Doctor of Philosophy (PhD)


Electrical and Computer Engineering


Dr. David Capson


A survey and analysis of visual measurement of camera and object position in visual sub-space (eigenspace) is provided leading to several improvements to existing methods, as well as new approaches. Specifically, novel techniques were developed to allow robust measurements in the presence of occlusions and other dynamic scene changes which is known to be a significant challenge in pose measurement methods for important applications such as visual servoing, autonomous robotics in manufacturing and tele-robotics including aerospace, medical operations and others. Local image information is shown to retain positional information in unoccluded regions that can then be used to determine position in the presence of significant dynamic occlusion. Local information is also shown to be more prone to ambiguity errors due to a lack of salient positional information.
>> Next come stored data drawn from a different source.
//! Placemark rows keyed by id, unique per collection and location.

use rusqlite::{Connection, OptionalExtension, Row};

use crate::{CollectionId, Coordinates, Placemark, PlacemarkId};

use super::{StoreError, sqlite};

pub(crate) const COLUMNS: &str = "p._id, p.latitude, p.longitude, p.name, p.description, p.collection_id";

/// Insert `placemark` and return its new id.
///
/// A placemark at a location already used in its collection is rejected with
/// [`StoreError::Duplicate`].
pub fn insert(connection: &Connection, placemark: &Placemark) -> Result<PlacemarkId, StoreError> {
    if !placemark.coordinates.is_valid() {
        return Err(StoreError::InvalidPlacemark {
            name: placemark.name.clone(),
        });
    }
    let (latitude, longitude) = placemark.coordinates.to_fixed();
    let mut statement = connection
        .prepare_cached(
            "INSERT INTO placemark (latitude, longitude, name, description, collection_id)
                VALUES (?1, ?2, ?3, ?4, ?5)",
        )
        .map_err(sqlite("prepare placemark insert"))?;
    statement
        .execute((
            latitude,
            longitude,
            placemark.name.as_str(),
            placemark.description.as_str(),
            placemark.collection_id,
        ))
        .map_err(|source| StoreError::classify("insert placemark", "placemark", source))?;
    Ok(connection.last_insert_rowid())
}

/// Load one placemark.
pub fn get(connection: &Connection, id: PlacemarkId) -> Result<Placemark, StoreError> {
    connection
        .query_row(
            &format!("SELECT {COLUMNS} FROM placemark AS p WHERE p._id = ?1"),
            [id],
            from_row,
        )
        .optional()
        .map_err(sqlite("load placemark"))?
        .ok_or(StoreError::MissingPlacemark { id })
}

/// All placemarks of a collection ordered by name.
pub fn list_by_collection(
    connection: &Connection,
    collection_id: CollectionId,
) -> Result<Vec<Placemark>, StoreError> {
    let mut statement = connection
        .prepare_cached(&format!(
            "SELECT {COLUMNS} FROM placemark AS p WHERE p.collection_id = ?1 ORDER BY p.name, p._id"
        ))
        .map_err(sqlite("prepare placemark listing"))?;
    let rows = statement
        .query_map([collection_id], from_row)
        .map_err(sqlite("list placemarks"))?;
    rows.collect::<Result<Vec<_>, _>>()
        .map_err(sqlite("read placemark row"))
}

/// Number of placemarks stored for a collection.
pub fn count_by_collection(
    connection: &Connection,
    collection_id: CollectionId,
) -> Result<i64, StoreError> {
    connection
        .query_row(
            "SELECT COUNT(*) FROM placemark WHERE collection_id = ?1",
            [collection_id],
            |row| row.get(0),
        )
        .map_err(sqlite("count placemarks"))
}

/// Delete every placemark of a collection, returning the number removed.
pub fn delete_by_collection(
    connection: &Connection,
    collection_id: CollectionId,
) -> Result<usize, StoreError> {
    connection
        .execute(
            "DELETE FROM placemark WHERE collection_id = ?1",
            [collection_id],
        )
        .map_err(sqlite("delete collection placemarks"))
}

/// Map a row selected with [`COLUMNS`] into a [`Placemark`].
pub(crate) fn from_row(row: &Row<'_>) -> rusqlite::Result<Placemark> {
    Ok(Placemark {
        id: row.get(0)?,
        coordinates: Coordinates::from_fixed(row.get(1)?, row.get(2)?),
        name: row.get(3)?,
        description: row.get(4)?,
        collection_id: row.get(5)?,
    })
}

#[cfg(test)]
mod tests {
    use super::*;
    use crate::test_support::memory_connection;
    use rstest::{fixture, rstest};

    #[fixture]
    fn connection() -> Connection {
        memory_connection()
    }

    fn placemark(collection_id: CollectionId, name: &str, latitude: f32, longitude: f32) -> Placemark {
        Placemark::new(
            collection_id,
            name,
            "",
            Coordinates::unchecked(latitude, longitude),
        )
        .expect("valid placemark")
    }

    #[rstest]
    fn inserts_and_loads(connection: Connection) {
        let id = insert(&connection, &placemark(1, "Arch", 10.5, -3.25)).expect("insert");
        let loaded = get(&connection, id).expect("load");
        assert_eq!(loaded.id, id);
        assert_eq!(loaded.name, "Arch");
        assert_eq!(loaded.coordinates, Coordinates::unchecked(10.5, -3.25));
    }

    #[rstest]
    fn rejects_duplicate_location_in_collection(connection: Connection) {
        insert(&connection, &placemark(1, "First", 1.0, 1.0)).expect("first insert");
        let err = insert(&connection, &placemark(1, "Second", 1.0, 1.0))
            .expect_err("duplicate should fail");
        assert!(err.is_duplicate());
        insert(&connection, &placemark(2, "Other collection", 1.0, 1.0))
            .expect("same location in another collection");
    }

    #[rstest]
    fn rejects_out_of_range_coordinates(connection: Connection) {
        let mut invalid = placemark(1, "Pole", 0.0, 0.0);
        invalid.coordinates = Coordinates::unchecked(91.0, 0.0);
        let err = insert(&connection, &invalid).expect_err("invalid coordinates");
        assert!(matches!(err, StoreError::InvalidPlacemark { .. }));
    }

    #[rstest]
    fn deletes_only_the_given_collection(connection: Connection) {
        insert(&connection, &placemark(1, "A", 1.0, 1.0)).expect("insert");
        insert(&connection, &placemark(1, "B", 2.0, 2.0)).expect("insert");
        insert(&connection, &placemark(2, "C", 3.0, 3.0)).expect("insert");

        assert_eq!(delete_by_collection(&connection, 1).expect("delete"), 2);
        assert_eq!(count_by_collection(&connection, 1).expect("count"), 0);
        let remaining = list_by_collection(&connection, 2).expect("list");
        assert_eq!(remaining.len(), 1);
    }

    #[rstest]
    fn missing_placemark_is_reported(connection: Connection) {
        let err = get(&connection, 42).expect_err("nothing stored");
        assert!(matches!(err, StoreError::MissingPlacemark { id: 42 }));
    }
}
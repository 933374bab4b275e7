//! Optional progress reporting for long-running operations.

/// Receives human-readable progress updates.
///
/// Implementations must not influence the operation they observe.
pub trait ProgressSink {
    /// Report that `title` has reached `message`.
    fn update(&self, title: &str, message: &str);
}

/// Sink that discards every update.
#[derive(Debug, Default, Clone, Copy)]
pub struct NoProgress;

impl ProgressSink for NoProgress {
    fn update(&self, _title: &str, _message: &str) {}
}

impl<F> ProgressSink for F
where
    F: Fn(&str, &str),
{
    fn update(&self, title: &str, message: &str) {
        self(title, message);
    }
}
A subsectioning and recombination strategy is developed that features the advantages of local eigenspace independence for robustness to occlusion while maintaining the inherent resistance to ambiguity available from global eigenspace analysis. This is achieved by computing modified global projections, while excluding information from occluded sections. A new method for occlusion detection using an eigenspace reconstruction error measure is also developed and evaluated. A wide variety of experimental measurements are provided to demonstrate the performance of the new methods using an accurate XYZ platform and CCD cameras with metallic, machined parts. Experimental measurements are also performed to demonstrate improvements for eigenspace position accuracy through the use of multiple cameras. Several techniques are employed to combine and fuse multiple images from decoupled cameras whereby cameras are used for determining position in different directions to to improve accuracy. Subsequently, multiple cameras are applied to achieving three dimensional translational position measurements in visual subspace.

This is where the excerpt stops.